Girls on Probation is a 1938 American crime film directed by William C. McGann and written by Crane Wilbur. The film stars Jane Bryan, Ronald Reagan, Anthony Averill, Sheila Bromley, Henry O'Neill and Elisabeth Risdon. The film was released by Warner Bros. on August 22, 1938.

Plot
Innocent young Connie Heath (Jane Bryan) is persuaded to borrow a party dress from her friend, "fast girl" Hilda Engstrom (Sheila Bromley), who has actually misappropriated it from the dry cleaner where she works. After the real owner of the dress, witchy Gloria Adams (Susan Hayward), spots Connie out in the dress (which is subsequently torn in a car door), Connie is falsely accused of theft and prosecuted as Hilda flees town and leaves her to take the blame. Though Gloria withdraws her charge, the insurance company continues to persecute poor Connie, resulting in a charge of grand larceny. Championing her cause is crusading attorney Neil Dillon (Ronald Reagan)- coincidentally, also Connie's date on the evening in question- who gets Connie off with probation.

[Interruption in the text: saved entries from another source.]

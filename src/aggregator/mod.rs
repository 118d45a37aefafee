//! Paginated retrieval of pinned items
//!
//! The aggregator walks the listing endpoint page by page, strictly in
//! sequence, and builds the full gallery from scratch on every call.
//!
//! ```text
//! idle ──fetch_all──▶ loading ──short page──▶ Complete ──▶ idle
//!                        │
//!                        └──request failed──▶ Partial ──▶ idle
//! ```
//!
//! A failed page ends the walk but keeps everything gathered before it.

use crate::error::{Error, Result};
use crate::filter::CidFilter;
use crate::gateway::Gateway;
use crate::pagination::{OffsetPaginator, PageRequest, PaginationState};
use crate::types::{PinRow, PinnedItem};
use async_trait::async_trait;
use std::sync::atomic::{AtomicUsize, Ordering};
use std::sync::Arc;
use tracing::{debug, error, info};

/// Default number of rows requested per page
pub const DEFAULT_PAGE_SIZE: u32 = 10;

/// A paginated listing of pins
#[async_trait]
pub trait PinListing: Send + Sync {
    /// Fetch the raw rows of one page
    async fn list_page(&self, request: PageRequest) -> Result<Vec<PinRow>>;
}

#[async_trait]
impl<T: PinListing + ?Sized> PinListing for Arc<T> {
    async fn list_page(&self, request: PageRequest) -> Result<Vec<PinRow>> {
        (**self).list_page(request).await
    }
}

/// How a page walk ended
#[derive(Debug, Clone, Copy, PartialEq, Eq)]
pub enum WalkStatus {
    /// A short page was reached
    Complete,
    /// A request failed; items are what was gathered before it
    Partial,
}

/// Result of one page walk
#[derive(Debug)]
pub struct FetchOutcome {
    /// Items in page order
    pub items: Vec<PinnedItem>,
    /// Requests issued, including a failed one
    pub pages_requested: u32,
    /// Raw rows received before filtering
    pub rows_seen: u64,
    /// The failure that ended the walk early, if any
    pub error: Option<Error>,
}

impl FetchOutcome {
    pub fn status(&self) -> WalkStatus {
        if self.error.is_some() {
            WalkStatus::Partial
        } else {
            WalkStatus::Complete
        }
    }

    pub fn is_complete(&self) -> bool {
        self.status() == WalkStatus::Complete
    }
}

/// Observer for an aggregator's loading state, shareable across tasks
#[derive(Debug, Clone, Default)]
pub struct LoadingFlag {
    active: Arc<AtomicUsize>,
}

impl LoadingFlag {
    /// True while at least one page walk is running
    pub fn is_loading(&self) -> bool {
        self.active.load(Ordering::SeqCst) > 0
    }

    fn engage(&self) -> LoadingGuard<'_> {
        self.active.fetch_add(1, Ordering::SeqCst);
        LoadingGuard { active: &self.active }
    }
}

/// Walks a [`PinListing`] and aggregates the matching rows
pub struct PinAggregator<S> {
    source: S,
    paginator: OffsetPaginator,
    filter: CidFilter,
    gateway: Gateway,
    loading: LoadingFlag,
}

impl<S: PinListing> PinAggregator<S> {
    /// Create an aggregator with the default page size, filter and gateway
    pub fn new(source: S) -> Self {
        Self {
            source,
            paginator: OffsetPaginator {
                page_size: DEFAULT_PAGE_SIZE,
            },
            filter: CidFilter::default(),
            gateway: Gateway::default(),
            loading: LoadingFlag::default(),
        }
    }

    /// Set the page size (must be non-zero)
    pub fn with_page_size(mut self, page_size: u32) -> Result<Self> {
        self.paginator = OffsetPaginator::new(page_size)?;
        Ok(self)
    }

    /// Set the identifier filter
    #[must_use]
    pub fn with_filter(mut self, filter: CidFilter) -> Self {
        self.filter = filter;
        self
    }

    /// Set the gateway used for display URLs
    #[must_use]
    pub fn with_gateway(mut self, gateway: Gateway) -> Self {
        self.gateway = gateway;
        self
    }

    pub fn page_size(&self) -> u32 {
        self.paginator.page_size
    }

    pub fn source(&self) -> &S {
        &self.source
    }

    /// True only while a page walk is running
    pub fn is_loading(&self) -> bool {
        self.loading.is_loading()
    }

    /// Handle to the loading state, for observers on other tasks
    pub fn loading_flag(&self) -> LoadingFlag {
        self.loading.clone()
    }

    /// Fetch every pinned item, one page at a time
    pub async fn fetch_all(&self) -> FetchOutcome {
        let _loading = self.loading.engage();

        let mut state = PaginationState::new();
        let mut items = Vec::new();
        let mut pages_requested = 0u32;
        let mut failure = None;

        loop {
            let request = self.paginator.request(&state);
            pages_requested += 1;
            debug!(
                page = state.page,
                offset = request.offset,
                limit = request.limit,
                "Requesting pin page"
            );

            let rows = match self.source.list_page(request).await {
                Ok(rows) => rows,
                Err(e) => {
                    error!(offset = request.offset, error = %e, "Error fetching pinned files");
                    failure = Some(e);
                    break;
                }
            };

            let raw_count = rows.len();
            let before = items.len();
            items.extend(
                rows.iter()
                    .filter(|row| self.filter.matches(&row.ipfs_pin_hash))
                    .map(|row| PinnedItem::from_row(row, self.gateway.url_for(&row.ipfs_pin_hash))),
            );
            debug!(
                rows = raw_count,
                kept = items.len() - before,
                "Processed pin page"
            );

            if self.paginator.process_page(raw_count, &mut state).is_done() {
                break;
            }
        }

        info!(
            items = items.len(),
            pages = pages_requested,
            complete = failure.is_none(),
            "Pin listing finished"
        );

        FetchOutcome {
            items,
            pages_requested,
            rows_seen: state.total_fetched,
            error: failure,
        }
    }
}

impl<S> std::fmt::Debug for PinAggregator<S> {
    fn fmt(&self, f: &mut std::fmt::Formatter<'_>) -> std::fmt::Result {
        f.debug_struct("PinAggregator")
            .field("paginator", &self.paginator)
            .field("filter", &self.filter)
            .field("gateway", &self.gateway)
            .field("loading", &self.loading.is_loading())
            .finish_non_exhaustive()
    }
}

/// Counts one running walk for its lifetime, including on cancellation
struct LoadingGuard<'a> {
    active: &'a AtomicUsize,
}

impl Drop for LoadingGuard<'_> {
    fn drop(&mut self) {
        self.active.fetch_sub(1, Ordering::SeqCst);
    }
}

#[cfg(test)]
mod tests;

Connie leaves town after being mistreated by her unsympathetic father (Sig Ruman) and gets a job in order to pay for the damaged dress.  One day she spots Hilda waiting in a parked car on the street and begins to argue with her in the car when Hilda's boyfriend emerges from a bank he has just robbed, fleeing the scene with Connie in tow. She is arrested and convicted while refusing to give her real name or full story for fear of humiliating her family.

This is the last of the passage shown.